There’s one coat of primer (hand brushed) and 3 coats of Pony Red (sprayed, at least a whole can). Before painting I had to have one of those eyelets welded back together at a “hack” shop about three miles from here. Yeah, the $10 from that is in the Cost-O-Meter. Of course there was the usual degreasing and wire-brushing too.
I also closed-up the oil pan a few days ago by applying the “Black Velvet” gasket sealer to the crankcase, laying the gasket over that and then screwing down the 16 refurbished oil pan bolts. Let’s hope we don’t have to go back in there again soon. When I get a few extra hands and I’ve adjusted the engine table, the engine can then be flipped, so that I can work on getting the head bolted down. In the meantime I’m refurbishing the 20 head bolts and continue to work on filling those holes in the air intake tube that was shown in the last post.

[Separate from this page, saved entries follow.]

// SPDX-License-Identifier: MIT OR Apache-2.0
//! Typed views over the cascaded configuration files.

use serde::{Deserialize, Serialize};
use spindle_core::Hook;
use std::collections::BTreeMap;

// ---------------------------------------------------------------------------
// resilience.yaml
// ---------------------------------------------------------------------------

/// Retry backoff policy for retryable provider failures.
#[derive(Debug, Clone, PartialEq, Serialize, Deserialize)]
pub struct RetryPolicy {
    /// Base delay in seconds for the first retry.
    #[serde(default = "default_retry_base")]
    pub base: f64,
    /// Maximum retry attempts per turn.
    #[serde(default = "default_max_attempts")]
    pub max_attempts: u32,
    /// Jitter fraction applied to the computed delay (0.0–1.0).
    #[serde(default = "default_jitter")]
    pub jitter: f64,
    /// Hard cap on a single computed delay, in seconds.
    #[serde(default = "default_max_delay")]
    pub max_delay: f64,
}

fn default_retry_base() -> f64 {
    1.0
}
fn default_max_attempts() -> u32 {
    3
}
fn default_jitter() -> f64 {
    0.1
}
fn default_max_delay() -> f64 {
    30.0
}

impl Default for RetryPolicy {
    fn default() -> Self {
        Self {
            base: default_retry_base(),
            max_attempts: default_max_attempts(),
            jitter: default_jitter(),
            max_delay: default_max_delay(),
        }
    }
}

impl RetryPolicy {
    /// Delay for the given 1-based attempt: `base · 2^(attempt−1)`, capped
    /// at `max_delay`. Jitter (±`jitter` fraction, deterministic from the
    /// attempt number) keeps concurrent retries from stampeding.
    #[must_use]
    pub fn delay_for_attempt(&self, attempt: u32) -> f64 {
        let attempt = attempt.max(1);
        let exp = self.base * 2f64.powi(attempt as i32 - 1);
        let capped = exp.min(self.max_delay);
        // Deterministic jitter in [-jitter, +jitter] derived from the attempt.
        let wobble = ((attempt as f64 * 0.618_033_988_749).fract() * 2.0 - 1.0) * self.jitter;
        (capped * (1.0 + wobble)).max(0.0)
    }
}

/// Limit defaults table.
#[derive(Debug, Clone, PartialEq, Serialize, Deserialize)]
pub struct LimitsSection {
    /// Limit name → default threshold. The set of keys defines the valid
    /// limit vocabulary; unknown keys in directives are rejected.
    #[serde(default = "default_limits")]
    pub defaults: BTreeMap<String, f64>,
}

fn default_limits() -> BTreeMap<String, f64> {
    BTreeMap::from([
        ("turns".to_string(), 30.0),
        ("tokens".to_string(), 400_000.0),
        ("spend".to_string(), 1.0),
        ("spawns".to_string(), 10.0),
        ("duration_seconds".to_string(), 1_800.0),
        ("depth".to_string(), 5.0),
    ])
}

impl Default for LimitsSection {
    fn default() -> Self {
        Self {
            defaults: default_limits(),
        }
    }
}

/// `resilience.yaml`: limit defaults + retry policy.
#[derive(Debug, Clone, Default, PartialEq, Serialize, Deserialize)]
pub struct ResilienceConfig {
    /// Limit vocabulary and defaults.
    #[serde(default)]
    pub limits: LimitsSection,
    /// Backoff policy for retryable provider errors.
    #[serde(default)]
    pub retry: RetryPolicy,
}

// ---------------------------------------------------------------------------
// capability_risk.yaml
// ---------------------------------------------------------------------------

/// What happens when a capability lands in a risk level.
#[derive(Debug, Clone, Copy, Default, PartialEq, Eq, Serialize, Deserialize)]
#[serde(rename_all = "snake_case")]
pub enum RiskPolicy {
    /// Silent.
    #[default]
    Allow,
    /// Logged warning, still runs.
    AcknowledgeRequired,
    /// Fails unless the directive acknowledges the risk by name.
    Block,
}

/// A named risk level and its policy.
#[derive(Debug, Clone, Default, PartialEq, Eq, Serialize, Deserialize)]
pub struct RiskLevel {
    /// Enforcement policy for this level.
    #[serde(default)]
    pub policy: RiskPolicy,
    /// Human description.
    #[serde(default)]
    pub description: String,
}

/// A capability-pattern → risk classification entry.
#[derive(Debug, Clone, PartialEq, Eq, Serialize, Deserialize)]
pub struct RiskClassification {
    /// Stable id for cascade merging.
    pub id: String,
    /// Risk level name this entry assigns.
    pub risk: String,
    /// Human description surfaced in errors and warnings.
    #[serde(default)]
    pub description: String,
    /// Capability patterns (dotted, `*` wildcards). Most-specific-wins by
    /// dot count across the whole table.
    #[serde(default)]
    pub patterns: Vec<String>,
}

/// `capability_risk.yaml`: risk levels + classifications.
#[derive(Debug, Clone, Default, PartialEq, Eq, Serialize, Deserialize)]
pub struct RiskConfig {
    /// Risk level name → level definition.
    #[serde(default)]
    pub risk_levels: BTreeMap<String, RiskLevel>,
    /// Pattern table, id-keyed for cascade merging.
    #[serde(default)]
    pub classifications: Vec<RiskClassification>,
}

// ---------------------------------------------------------------------------
// hooks.yaml
// ---------------------------------------------------------------------------

/// `hooks.yaml`: the layered hook table.
#[derive(Debug, Clone, Default, PartialEq, Serialize, Deserialize)]
pub struct HooksConfig {
    /// All configured hooks, id-keyed for cascade merging.
    #[serde(default)]
    pub hooks: Vec<Hook>,
}

// ---------------------------------------------------------------------------
// events.yaml
// ---------------------------------------------------------------------------

/// Per-event criticality routing.
#[derive(Debug, Clone, Default, PartialEq, Eq, Serialize, Deserialize)]
pub struct EventsConfig {
    /// Event type → criticality (`critical` | `important` | `droppable`).
    #[serde(default)]
    pub events: BTreeMap<String, String>,
}

impl EventsConfig {
    /// Criticality for an event type; `important` when unconfigured.
    #[must_use]
    pub fn criticality(&self, event_type: &str) -> &str {
        self.events
            .get(event_type)
            .map_or("important", String::as_str)
    }
}

// ---------------------------------------------------------------------------
// coordination.yaml
// ---------------------------------------------------------------------------

/// Continuation / handoff tuning.
#[derive(Debug, Clone, PartialEq, Serialize, Deserialize)]
pub struct ContinuationConfig {
    /// Context-usage ratio that triggers a handoff.
    #[serde(default = "default_trigger_threshold")]
    pub trigger_threshold: f64,
    /// Token budget for the trailing messages kept on resume.
    #[serde(default = "default_resume_ceiling")]
    pub resume_ceiling_tokens: u64,
    /// `strict` rejects unsigned trailing transcript bytes on resume;
    /// `lenient` tolerates them past the last intact checkpoint.
    #[serde(default = "default_integrity")]
    pub transcript_integrity: String,
}

fn default_trigger_threshold() -> f64 {
    0.9
}
fn default_resume_ceiling() -> u64 {
    16_000
}
fn default_integrity() -> String {
    "strict".to_string()
}

impl Default for ContinuationConfig {
    fn default() -> Self {
        Self {
            trigger_threshold: default_trigger_threshold(),
            resume_ceiling_tokens: default_resume_ceiling(),
            transcript_integrity: default_integrity(),
        }
    }
}

/// `wait_threads` tuning.
#[derive(Debug, Clone, PartialEq, Serialize, Deserialize)]
pub struct WaitConfig {
    /// Default wait timeout in seconds.
    #[serde(default = "default_wait_timeout")]
    pub default_timeout: f64,
}

fn default_wait_timeout() -> f64 {
    600.0
}

impl Default for WaitConfig {
    fn default() -> Self {
        Self {
            default_timeout: default_wait_timeout(),
        }
    }
}

/// `coordination.yaml`.
#[derive(Debug, Clone, Default, PartialEq, Serialize, Deserialize)]
pub struct CoordinationConfig {
    /// Continuation / handoff tuning.
    #[serde(default)]
    pub continuation: ContinuationConfig,
    /// Wait tuning.
    #[serde(default)]
    pub wait_threads: WaitConfig,
}

#[cfg(test)]
mod tests {
    use super::*;

    #[test]
    fn retry_delay_grows_and_caps() {
        let policy = RetryPolicy {
            base: 1.0,
            max_attempts: 5,
            jitter: 0.0,
            max_delay: 4.0,
        };
        assert!((policy.delay_for_attempt(1) - 1.0).abs() < 1e-9);
        assert!((policy.delay_for_attempt(2) - 2.0).abs() < 1e-9);
        assert!((policy.delay_for_attempt(3) - 4.0).abs() < 1e-9);
        // Capped from here on.
        assert!((policy.delay_for_attempt(6) - 4.0).abs() < 1e-9);
    }

    #[test]
    fn retry_jitter_stays_in_band() {
        let policy = RetryPolicy::default();
        for attempt in 1..=5 {
            let d = policy.delay_for_attempt(attempt);
            let nominal = (policy.base * 2f64.powi(attempt as i32 - 1)).min(policy.max_delay);
            assert!(d >= nominal * (1.0 - policy.jitter) - 1e-9);
            assert!(d <= nominal * (1.0 + policy.jitter) + 1e-9);
        }
    }

    #[test]
    fn default_limits_cover_the_vocabulary() {
        let limits = LimitsSection::default();
        for key in ["turns", "tokens", "spend", "spawns", "duration_seconds", "depth"] {
            assert!(limits.defaults.contains_key(key), "missing {key}");
        }
    }

    #[test]
    fn events_default_to_important() {
        let mut events = EventsConfig::default();
        assert_eq!(events.criticality("cognition_out"), "important");
        events
            .events
            .insert("thread_error".into(), "critical".into());
        assert_eq!(events.criticality("thread_error"), "critical");
    }

    #[test]
    fn risk_config_yaml_shape() {
        let yaml = r#"
risk_levels:
  dangerous:
    policy: block
    description: Arbitrary code execution
  elevated:
    policy: acknowledge_required
classifications:
  - id: shell
    risk: dangerous
    patterns: ["spindle.execute.tool.spindle.shell.*"]
"#;
        let config: RiskConfig = serde_yaml::from_str(yaml).unwrap();
        assert_eq!(
            config.risk_levels.get("dangerous").unwrap().policy,
            RiskPolicy::Block
        );
        assert_eq!(config.classifications.len(), 1);
    }
}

Man, speaking air intake tubes, I had a nasty respiratory infection last week that really set me back. I didn’t feel like doing anything but cough, lay around and do cross-word puzzles. The daily crossword supplied by our local newspaper is the only reason we subscribe anymore. Well, no, I like three comics too: Pearls Before Swine, Get Fuzzy and as long as I’m on the page anyway, Dilbert.
And speaking of the newspaper, and humor, remember that story I related back in March about the five pigs that fell out of a truck on the local interstate highway (click these words to view the March 31 post). Well, the celebrity pigs got to stay for a couple of months in a “swanky” animal shelter before recently being auctioned-off to some animal lovers who drove up all the way from Florida and will place them on their animal rescue farm. Those little porkers brought $3200 at auction, with an amazing $1500 paid for Babe, the “runt of the litter.” I don’t know about you, but I’d watch out for the “litter of the runt”! This whole deal just seems to run contrary to logic. Who pays a premium for the smallest pig? I’ll bet Jimmy Dean is rollin’ over in his grave right now. My Mom is down there in Florida. I’m thinking maybe she should check that place out, you know, just to make sure there isn’t a fragrant aroma of pulled pork wafting out of that animal “rescue.” Folks around here refer to having eaten some good “cue,” why not resCUE?
Mentioning the cross-word puzzles earlier reminds me. I’ve decided to wage war on the letter “A.” It struck me as I was working a puzzle a while back that the cross-bar in the A is superfluous (fancy word only English majors are allowed to use). It isn’t needed to differentiate it from some other letter, and the cross-bar takes extra time, pencil lead and/or ink. So, I’ve sworn off using the cross-bar. All my A’s now look like upside down V’s. According to one study*, in the US alone, $56 million in ink could be saved by simply removing the cross-bar of the A. And think about this, do we really need the straight line in the letter “B?” Bang, there’s another $56 million, and the straight line in the letter “E,” yet another $56 million.
If you think I’m on to something here I’d like to here from you with more suggestions. If you think this is just stupid, I don’t want to hear about it. But just imagine, with all the millions we’ll be saving, we could resCUE a whole bunch more pigs.
Thanks for reading.
*That study only exists in the idiotic authors mind.